Greetings Of Gratitude To My Fellow Human Beings!

Two months ago, I entered Russia from Azerbaijan, arriving in the southern tip of Russia in the Republic of Dagestan. Here’s a link to photos of some of what I experienced in Dagestan:

My travels within Russia during these past two months has been varied and interesting. After exploring the north Caucasus region, I was then drawn eastward towards Siberia once again, in the depths of its winter. After arriving in the Altai Mountains, I successfully crossed the steppes of Mongolia, then went back into Russia, to the city of Ulan-Ude for a few days, then eventually arriving at Lake Baikal to marvel at the amazing ice there for the second year in a row. This time, I went to the east side of the lake and spent a week in the small town of Ust-Barguzin.

Highlights while in Ust-Barguzin included venturing out onto the ice of Lake Baikal every day, taking part in the first crossing of the lake this year (with a big group of locals, who marked the way with Christmas trees), hitch-hiking to Kurumkan, a town three hours to the north in -30°F temperatures (!) and balancing the always below zero temps with nightly sizzling hot banyas. To say that life has been interesting is an understatement.

I’m glad I went back for another look at some places I had already been, while also visiting a host of new locations. Old or new, everything was seen through new eyes.

This past Saturday, I was skiing at Sable Mountain Ski Area, which is just outside the town of Baikalsk. If you look for Baikalsk on a map, you’ll find that it sits right on the edge of the southern tip of Lake Baikal. Skiing there is cool -literally- as the expanse of the snow-covered frozen lake stretches out of sight to the north.

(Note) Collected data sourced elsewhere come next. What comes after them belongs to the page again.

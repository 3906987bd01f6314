//! Entry-point workflows: connect what a command needs, run it, report.

use serde::{Deserialize, Serialize};
use sqlx::mysql::MySqlPool;
use tokio_util::sync::CancellationToken;
use tracing::{info, warn};

use crate::config::{Config, DbConfig};
use crate::db;
use crate::error::Result;
use crate::rpc::{QuantClient, QuantTypes};
use crate::schema;
use crate::server::{self, AppState};
use crate::transfer::{EntityLinkTransfer, MysqlLinkSource, MysqlResourceSink, TransferReport};

/// Connectivity of each configured database; `None` when not configured.
#[derive(Debug, Clone, Default, PartialEq, Serialize, Deserialize)]
pub struct HealthReport {
    pub system: Option<bool>,
    pub time: Option<bool>,
    pub legacy: Option<bool>,
}

impl HealthReport {
    /// Whether every configured database answered.
    pub fn healthy(&self) -> bool {
        [self.system, self.time, self.legacy]
            .iter()
            .all(|state| state.unwrap_or(true))
    }

    pub fn to_json(&self) -> Result<String> {
        Ok(serde_json::to_string_pretty(self)?)
    }
}

/// Runs the back-office commands against one configuration.
pub struct Orchestrator {
    config: Config,
}

impl Orchestrator {
    pub fn new(config: Config) -> Self {
        Self { config }
    }

    pub fn config(&self) -> &Config {
        &self.config
    }

    /// Create the system tables, dropping them first when `reset` is set.
    pub async fn init(&self) -> Result<()> {
        let db = self.config.require_system()?;
        let pool = db::connect(db).await?;
        schema::sync_tables(&pool, &schema::system_tables(), &db.charset, db.reset).await?;
        pool.close().await;
        info!("System schema ready on {}", db.display_name());
        Ok(())
    }

    /// Copy legacy target/entity links into time user resources.
    pub async fn transfer(&self) -> Result<TransferReport> {
        let legacy = db::connect(self.config.require_legacy()?).await?;
        let time = db::connect(self.config.require_time()?).await?;

        let source = MysqlLinkSource::new(legacy.clone());
        let sink = MysqlResourceSink::new(time.clone());
        let result = EntityLinkTransfer::new(&source, &sink)
            .with_user_id(self.config.transfer.user_id)
            .run()
            .await;

        legacy.close().await;
        time.close().await;
        result
    }

    /// Stock type classification from the quant engine.
    pub async fn quant_types(&self) -> Result<QuantTypes> {
        let client = QuantClient::from_config(self.config.require_quant()?);
        Ok(client.get_type().await?)
    }

    /// Ping every configured database.
    pub async fn health_check(&self) -> HealthReport {
        HealthReport {
            system: ping_section(self.config.system.as_ref().map(|s| &s.database)).await,
            time: ping_section(self.config.time.as_ref().map(|s| &s.database)).await,
            legacy: ping_section(self.config.legacy.as_ref().map(|s| &s.database)).await,
        }
    }

    /// Serve the HTTP application until `shutdown` is cancelled.
    pub async fn serve(&self, shutdown: CancellationToken) -> Result<()> {
        let system = db::connect(self.config.require_system()?).await?;
        let time = match &self.config.time {
            Some(section) => Some(db::connect(&section.database).await?),
            None => None,
        };
        self.serve_with_pools(system, time, shutdown).await
    }

    /// Serve on already created pools; both pools are closed when the server
    /// stops, whether it stopped cleanly or not.
    async fn serve_with_pools(
        &self,
        system: MySqlPool,
        time: Option<MySqlPool>,
        shutdown: CancellationToken,
    ) -> Result<()> {
        let quant = self.config.quant.as_ref().map(QuantClient::from_config);

        let app = server::create_app(AppState {
            system: system.clone(),
            time: time.clone(),
            quant,
        });
        let result = server::run_server(app, &self.config.server.addr, shutdown).await;

        system.close().await;
        if let Some(time) = time {
            time.close().await;
        }
        result
    }
}

async fn ping_section(db: Option<&DbConfig>) -> Option<bool> {
    let db = db?;
    match db::connect(db).await {
        Ok(pool) => {
            pool.close().await;
            Some(true)
        }
        Err(e) => {
            warn!("{} is unreachable: {}", db.display_name(), e);
            Some(false)
        }
    }
}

While skiing, I wondered whether or not to stay longer in Siberia, when I realized I was finished with that area for now. The obvious next step was to go to Moscow (no, don’t ask why). So, when I got back to the hotel after skiing, I bought train and plane tickets, traveled all the next day and arrived in Moscow on Sunday night.

It’s nothing short of amazing to now be back in Moscow, for a number of reasons, including current history in the making. Yet, as exciting as it is to be in Moscow, I have made plans to leave on Friday and go by high-speed train to St. Petersburg. The journey continues.

Here’s what my route in Russia looks like so far:

While traveling anywhere in the world, I am often asked if I’m a tourist. Well, yeah! While on the train from Ulan-Ude to Baikalsk, a Russian guy sharing the compartment asked me this question. Using Google Translate, in addition to saying, “Yes, of course, I’m a tourist”, I added that we’re all tourists on this planet, which is hurtling through time & space, that none of us knows what we’ll experience next, or whether we’ll even be alive in the next moment of this human experience. I said that it’s a journey of discovery for all of us, so we are clearly all tourists. The Russian guy absorbed this, agreed with me, sort of, but was still scratching his head, wondering about this idea, as I got off the train.

I absolutely love being a tourist, at home or away, 24/7/365  😉

It’s not only for all that I’m treated to as a tourist in life that I have gratitude for, but for all the unknown as well, for everything that allows for this experience. This is something I’m frequently reminded of, through daily events and incidents. One such glaring reminder took place upon my arrival at Sheremetyevo Airport in Moscow on Sunday night. I went from the airport terminal to the train platform, to go to the city center. The only person on the long platform was a lower-level train employee. I asked if he spoke English and he said a little. His name was Ruslan. I asked him which car I should get into. After looking at my ticket, he showed me the car. He was an outwardly happy man and he recognized the same in me, prompting the sharing of more than just the technical information I requested.

A few minutes later, after I found my seat in the train car, Ruslan came to where I was sitting and struck up a conversation of a type I am used to, but of a type that I wonder if others experience so regularly as I do. He spoke easily of many interesting things, including the energetic connection he had instantly felt with me and that ‘we are all one’, all from the same origin. He spoke to me as if we had always been close friends, explaining to me, in English, in a car filled with other passengers, that he was always filled with gratitude, because he chose to be. He said that every night as he lay down in bed, he consciously gave thanks for all, then he woke up each morning with the very same gratitude he went to seep with. I told Ruslan that’s exactly what I do, that it was no wonder we connected.

What an incredibly wonderful reminder Ruslan was to me, reminding me that it’s up to me to consciously chose to fill myself with gratitude for all that is.